From his English appearances to date, Neuman is clearly a very versatile author - from the lengthy intellectual and (pseudo-) historical Traveller of the Century (https://www.goodreads.com/review/show/376534463), followed by Talking to Ourselves (https://www.goodreads.com/review/show/873330219), and now this his short story collection.

Others of his maxims make it clear that brevity is important to Neuman in writing short stories (e.g. "revise.reduce") and his slim volume of 170 pages fits in 40 stories, the longest 11 pages and many much shorter.

This isn't quite the micro fiction form in which Lydia Davis excels, but one can tell from the maxims what Neuman is trying to achieve - stories with a captivating opening, which proceed as rapidly as possible to a revelatory ending, but one that often creates doubt rather than resolves it.

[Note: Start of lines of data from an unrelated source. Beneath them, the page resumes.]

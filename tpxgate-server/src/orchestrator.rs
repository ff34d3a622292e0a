//! Pipeline assembly, supervision and teardown.
//!
//! Sockets are bound before threads start so every address is known up
//! front. Consumers are wired to the decoder through their own control
//! endpoints, the same way an external client would rewire them.

use crate::cancel::CancellationToken;
use crate::cluster_worker::ClusterWorker;
use crate::config::GatewayConfig;
use crate::decoder_worker::DecoderWorker;
use crate::dispatcher::{Dispatcher, Route, WorkerRoutes};
use crate::events::{DecoderEndpoints, EventSender, SupervisorEvent};
use crate::histogram_worker::HistogramWorker;
use crate::link::ControlLink;
use crate::worker::{spawn_worker, ExitReason, WorkerHandle};
use crate::{Error, Result};
use std::net::SocketAddr;
use std::time::Duration;
use tpxgate_bus::{Command, ControlClient, ControlServer, EndpointAddress, Request};

const SUPERVISE_TICK: Duration = Duration::from_millis(50);

/// A running gateway: decoder, cluster and histogram workers behind a
/// dispatcher.
pub struct Gateway {
    config: GatewayConfig,
    root: CancellationToken,
    stop: CancellationToken,
    events: EventSender,
    supervisor_tx: flume::Sender<SupervisorEvent>,
    supervisor_rx: flume::Receiver<SupervisorEvent>,
    dispatcher: Option<WorkerHandle>,
    decoder: Option<WorkerHandle>,
    cluster: Option<WorkerHandle>,
    histogram: Option<WorkerHandle>,
    decoder_endpoints: Option<DecoderEndpoints>,
    cluster_address: EndpointAddress,
    histogram_address: EndpointAddress,
    client_address: EndpointAddress,
    failure: Option<(String, String)>,
}

impl Gateway {
    /// Binds every socket, starts all workers and wires them together.
    ///
    /// A link that fails to connect is logged; hardware commands are then
    /// refused but the pipeline runs.
    ///
    /// # Errors
    /// Returns an error if the configuration is invalid, a socket cannot
    /// be bound, a thread cannot start, or wiring fails. Workers already
    /// started are stopped.
    pub fn start(
        config: GatewayConfig,
        mut link: Box<dyn ControlLink>,
        events: &EventSender,
    ) -> Result<Self> {
        config.validate()?;
        let events = events.with_source("gateway");
        let root = CancellationToken::new();
        let (supervisor_tx, supervisor_rx) = flume::unbounded();

        if let Err(e) = link.connect() {
            events.warn(format!("control link unavailable: {e}"));
        }

        let mut cluster_worker = ClusterWorker::bind(&config.host, config.cluster, &events)?;
        if let Some(path) = config.cluster_file.as_deref() {
            cluster_worker.set_save_path(Some(path))?;
        }
        let cluster_address = cluster_worker.cluster_address().clone();
        let cluster_control = ControlServer::bind(&config.host, 0)?;
        let cluster = spawn_worker(
            cluster_worker,
            cluster_control,
            root.child(),
            &events,
            supervisor_tx.clone(),
        )?;

        let histogram_worker =
            HistogramWorker::bind(&config.host, config.histogram_period(), &events)?;
        let histogram_address = histogram_worker.histogram_address().clone();
        let histogram_control = ControlServer::bind(&config.host, 0)?;
        let histogram = spawn_worker(
            histogram_worker,
            histogram_control,
            root.child(),
            &events,
            supervisor_tx.clone(),
        )?;

        // Partially built so that an early error still tears down cleanly.
        let mut gateway = Self {
            root,
            stop: CancellationToken::new(),
            events,
            supervisor_tx,
            supervisor_rx,
            dispatcher: None,
            decoder: None,
            cluster: Some(cluster),
            histogram: Some(histogram),
            decoder_endpoints: None,
            cluster_address,
            histogram_address,
            client_address: EndpointAddress::new(config.host.clone(), config.client_port),
            failure: None,
            config,
        };

        gateway.start_decoder(gateway.config.udp_port)?;
        if let Some(path) = gateway.config.raw_file.clone() {
            gateway.send_to(
                Route::Decoder,
                &Request::with_string(Command::SetRawTpx3Path, &path.to_string_lossy()),
            )?;
        }

        let dispatcher_control =
            ControlServer::bind(&gateway.config.host, gateway.config.client_port)?;
        gateway.client_address = dispatcher_control.address().clone();
        let routes = WorkerRoutes {
            decoder: gateway.decoder.as_ref().map(|h| h.control_address().clone()),
            cluster: gateway.cluster.as_ref().map(|h| h.control_address().clone()),
            histogram: gateway.histogram.as_ref().map(|h| h.control_address().clone()),
        };
        let dispatcher_cancel = gateway.root.child();
        let dispatcher = Dispatcher::new(
            link,
            routes,
            gateway.supervisor_tx.clone(),
            gateway.config.forward_timeout(),
            &gateway.events,
        )
        .with_cancel(dispatcher_cancel.clone());
        gateway.dispatcher = Some(spawn_worker(
            dispatcher,
            dispatcher_control,
            dispatcher_cancel,
            &gateway.events,
            gateway.supervisor_tx.clone(),
        )?);

        gateway.events.info(format!(
            "gateway up: clients at {}, hits on udp {}",
            gateway.client_address,
            gateway
                .decoder_endpoints
                .as_ref()
                .map_or_else(|| "-".to_string(), |d| d.udp.to_string()),
        ));
        Ok(gateway)
    }

    /// Front-facing control endpoint.
    #[must_use]
    pub fn client_address(&self) -> &EndpointAddress {
        &self.client_address
    }

    /// UDP socket of the current decoder.
    #[must_use]
    pub fn udp_address(&self) -> Option<SocketAddr> {
        self.decoder_endpoints.as_ref().map(|d| d.udp)
    }

    /// Packed hit stream of the current decoder.
    #[must_use]
    pub fn hit_address(&self) -> Option<&EndpointAddress> {
        self.decoder_endpoints.as_ref().map(|d| &d.hits)
    }

    /// Cluster record stream.
    #[must_use]
    pub fn cluster_address(&self) -> &EndpointAddress {
        &self.cluster_address
    }

    /// Histogram snapshot stream.
    #[must_use]
    pub fn histogram_address(&self) -> &EndpointAddress {
        &self.histogram_address
    }

    /// Token that ends [`run`](Self::run) with an orderly teardown.
    #[must_use]
    pub fn stop_token(&self) -> CancellationToken {
        self.stop.clone()
    }

    /// Supervises the workers until the gateway is cancelled, then tears
    /// the pipeline down.
    ///
    /// # Errors
    /// Returns [`Error::WorkerFailed`] if a worker fault brought the
    /// pipeline down.
    pub fn run(mut self) -> Result<()> {
        while !self.stop.is_cancelled() && !self.root.is_cancelled() {
            match self.supervisor_rx.recv_timeout(SUPERVISE_TICK) {
                Ok(event) => self.on_event(event),
                Err(flume::RecvTimeoutError::Timeout) => {}
                Err(flume::RecvTimeoutError::Disconnected) => break,
            }
        }
        self.shutdown();
        match self.failure.take() {
            Some((worker, reason)) => Err(Error::WorkerFailed { worker, reason }),
            None => Ok(()),
        }
    }

    /// Stops every worker: dispatcher, decoder, cluster, histogram.
    pub fn shutdown(&mut self) {
        for slot in [
            &mut self.dispatcher,
            &mut self.decoder,
            &mut self.cluster,
            &mut self.histogram,
        ] {
            if let Some(handle) = slot.take() {
                let name = handle.name();
                let reason = handle.stop();
                log::debug!("{name} stopped: {reason:?}");
            }
        }
        self.root.cancel();
        self.events.info("gateway stopped");
    }

    fn on_event(&mut self, event: SupervisorEvent) {
        match event {
            SupervisorEvent::Exited { worker, reason } => match reason {
                ExitReason::Cancelled => {}
                ExitReason::Failed(message) => {
                    self.events
                        .error(format!("{worker} failed ({message}); stopping pipeline"));
                    self.failure.get_or_insert((worker, message));
                    self.root.cancel();
                }
                ExitReason::Panicked(message) => {
                    self.events
                        .error(format!("{worker} panicked ({message}); worker stopped"));
                }
            },
            SupervisorEvent::RebindDecoder { port, reply } => {
                let result = self.rebind_decoder(port).map_err(|e| e.to_string());
                // The dispatcher may have given up waiting.
                let _ = reply.send(result);
            }
        }
    }

    fn rebind_decoder(&mut self, port: u16) -> Result<DecoderEndpoints> {
        if let Some(old) = self.decoder.take() {
            old.stop();
        }
        self.decoder_endpoints = None;
        self.start_decoder(port)?;
        self.decoder_endpoints
            .clone()
            .ok_or_else(|| Error::Wiring {
                worker: "decoder".into(),
                reason: "not running".into(),
            })
    }

    /// Binds and spawns a decoder on `port`, then points the consumers at
    /// its hit stream.
    fn start_decoder(&mut self, port: u16) -> Result<()> {
        let worker = DecoderWorker::bind(
            &self.config.host,
            port,
            self.config.correct_rollover,
            &self.events,
        )?;
        let control = ControlServer::bind(&self.config.host, 0)?;
        let endpoints = DecoderEndpoints {
            control: control.address().clone(),
            hits: worker.hit_address().clone(),
            udp: worker.udp_address(),
        };
        self.decoder = Some(spawn_worker(
            worker,
            control,
            self.root.child(),
            &self.events,
            self.supervisor_tx.clone(),
        )?);
        self.decoder_endpoints = Some(endpoints.clone());

        let hits = endpoints.hits.to_string();
        self.send_to(
            Route::Cluster,
            &Request::with_string(Command::SetClusterInputServer, &hits),
        )?;
        self.send_to(
            Route::Histogram,
            &Request::with_string(Command::SetHistogramInputServer, &hits),
        )?;
        Ok(())
    }

    fn send_to(&self, route: Route, request: &Request) -> Result<()> {
        let handle = match route {
            Route::Decoder => self.decoder.as_ref(),
            Route::Cluster => self.cluster.as_ref(),
            Route::Histogram => self.histogram.as_ref(),
        };
        let wiring = |reason: String| Error::Wiring {
            worker: format!("{route:?}").to_lowercase(),
            reason,
        };
        let handle = handle.ok_or_else(|| wiring("worker not running".into()))?;
        let mut client =
            ControlClient::connect(handle.control_address(), Some(self.config.forward_timeout()))?;
        let reply = client.request(request)?;
        if reply.is_error() {
            return Err(wiring(format!("reply code {:#x}", reply.code)));
        }
        Ok(())
    }
}

impl Drop for Gateway {
    fn drop(&mut self) {
        if !self.root.is_cancelled() {
            self.shutdown();
        }
    }
}
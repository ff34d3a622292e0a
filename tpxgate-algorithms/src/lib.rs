//! tpxgate-algorithms: streaming stages of the acquisition gateway.
//!
//! - **Online clustering** - greedy, order-dependent grouping of a
//!   time-ordered hit stream into clusters with watermark-based flushing
//! - **Histogram accumulation** - 256×256 counters published and reset on a
//!   fixed period
//!
#![warn(missing_docs)]

mod cluster;
mod engine;
mod histogram;
mod rate;

pub use cluster::{Cluster, ClusterSettings};
pub use engine::{ClusterEngine, ClusteringStatistics};
pub use histogram::{HistogramAccumulator, HistogramSnapshot};
pub use rate::{RateCounter, RateReport};
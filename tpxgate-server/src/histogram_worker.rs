//! Live histogram stage.

use crate::events::EventSender;
use crate::worker::{next_input, switch_input, Worker};
use crate::Result;
use std::time::{Duration, Instant};
use tpxgate_algorithms::HistogramAccumulator;
use tpxgate_bus::{Command, EndpointAddress, ErrorCode, Publisher, Reply, Request, Subscriber};

/// Accumulates hits into a 256×256 grid and publishes it every period.
pub struct HistogramWorker {
    accumulator: HistogramAccumulator,
    input: Option<Subscriber>,
    publisher: Publisher,
    events: EventSender,
}

impl HistogramWorker {
    /// Binds the snapshot publisher on `host`.
    ///
    /// # Errors
    /// Returns an error if the publisher cannot be bound.
    pub fn bind(host: &str, period: Duration, events: &EventSender) -> Result<Self> {
        let publisher = Publisher::bind(host)?;
        let events = events.with_source("histogram");
        events.info(format!(
            "publishing histograms every {} ms at {}",
            period.as_millis(),
            publisher.address()
        ));
        Ok(Self {
            accumulator: HistogramAccumulator::new(period, Instant::now()),
            input: None,
            publisher,
            events,
        })
    }

    /// Address of the snapshot stream.
    #[must_use]
    pub fn histogram_address(&self) -> &EndpointAddress {
        self.publisher.address()
    }

    /// Current publish period.
    #[must_use]
    pub fn period(&self) -> Duration {
        self.accumulator.period()
    }
}

impl Worker for HistogramWorker {
    fn name(&self) -> &'static str {
        "histogram"
    }

    fn handle_command(&mut self, request: &Request) -> Reply {
        match request.kind() {
            Some(Command::GetHistogramServerPath) => {
                Reply::ok_string(request, &self.publisher.address().to_string())
            }
            Some(Command::SetHistogramInputServer) => {
                switch_input(&mut self.input, request, &self.events)
            }
            Some(Command::SetHistogramOutputPeriod) => match request.payload[..] {
                [ms] if ms > 0 => {
                    self.accumulator
                        .set_period(Duration::from_millis(u64::from(ms)));
                    self.events.info(format!("output period set to {ms} ms"));
                    Reply::echo(request)
                }
                _ => Reply::error(ErrorCode::InvalidCommandData),
            },
            _ => Reply::error(ErrorCode::UnknownCommand),
        }
    }

    fn poll(&mut self) -> Result<bool> {
        self.publisher.service()?;
        let mut worked = false;

        if let Some(payload) = next_input(&mut self.input, &self.events)? {
            if let Err(e) = self.accumulator.add_packed(&payload) {
                self.events.warn(format!("dropping hit batch: {e}"));
            }
            worked = true;
        }

        if let Some(snapshot) = self.accumulator.poll(Instant::now()) {
            self.publisher.publish(&snapshot.encode())?;
            worked = true;
        }
        Ok(worked)
    }
}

The collection isn't intended to have an overriding theme ("the extreme freedom of a book of short stories derives from the possibility of starting from zero each time. To demand unity from it is like padlocking the laboratory.") but the most common and successful threads tend to be troubled relationships, between lovers, colleagues and rivals.

And at their best the stories hinge on a wonderfully written line or lines. Examples include:

A man who is trying to become like his best friend, with whom is wife is having an affair, but sees her affair not as a betrayal but rather "I am well aware my wife adores me, so much so that the poor thing sleeps with him, the man I wish to be,..., getting accustomed to his body, his character and his tastes so that she will be as comfortable and happy as can be when I am like him and we can leave him alone"

Or a woman who goes to a 2nd hand shop to buy a coat for a husband as a birthday present, itself a strong implicit indication of a deterioration in their relationship, only to find the new coat she bought him last year hanging there, which she of course buys back "to give him a surprise".

Or two formerly very close friends, almost twin-like in their relationship, who now "on the rare occasions where they have succeeded in arranging to meet, perhaps offended at how long it has taken the other to make a move, neither of them has turned up".

Or this, contrasting the characters of two literary colleagues who fierce rivalry is based on the misunderstanding that they both have the same goal: "Nothing could be further from the truth. Vilchez aspired to a prestige that excluded all others, a sort of moral leadership in the long-term. Rinaldi on the other hand desired...to be recognised as quickly as possible. One of them, it could be said, hoped to win the lottery. The other hoped all his colleagues would lose it, in order to be remembered as the only one who had not stooped to place a bet."

But several of the stories - particularly the "longer" ones (which typically means anything over 5 pages in this collection) -didn't work for me - in Neuman's terms they didn't come to life and the last line failed to resurrect them.

And the deliberate lack of a coherent theme meant that the collection didn't come together as a whole. In part, I think this reflects my own relative dislike for the short story form - except in the hands of a master like Borges or Lydia Davis, or where the whole coheres to form a novel (e.g. Ogawa's Revenge https://www.goodreads.com/review/show/945236603 ).

Nevertheless, and as I said in my review of Talking to Ourselves, Neuman is clearly an important new voice in English translation, and so far all of his books have been worthwhile even if not always to my personal taste.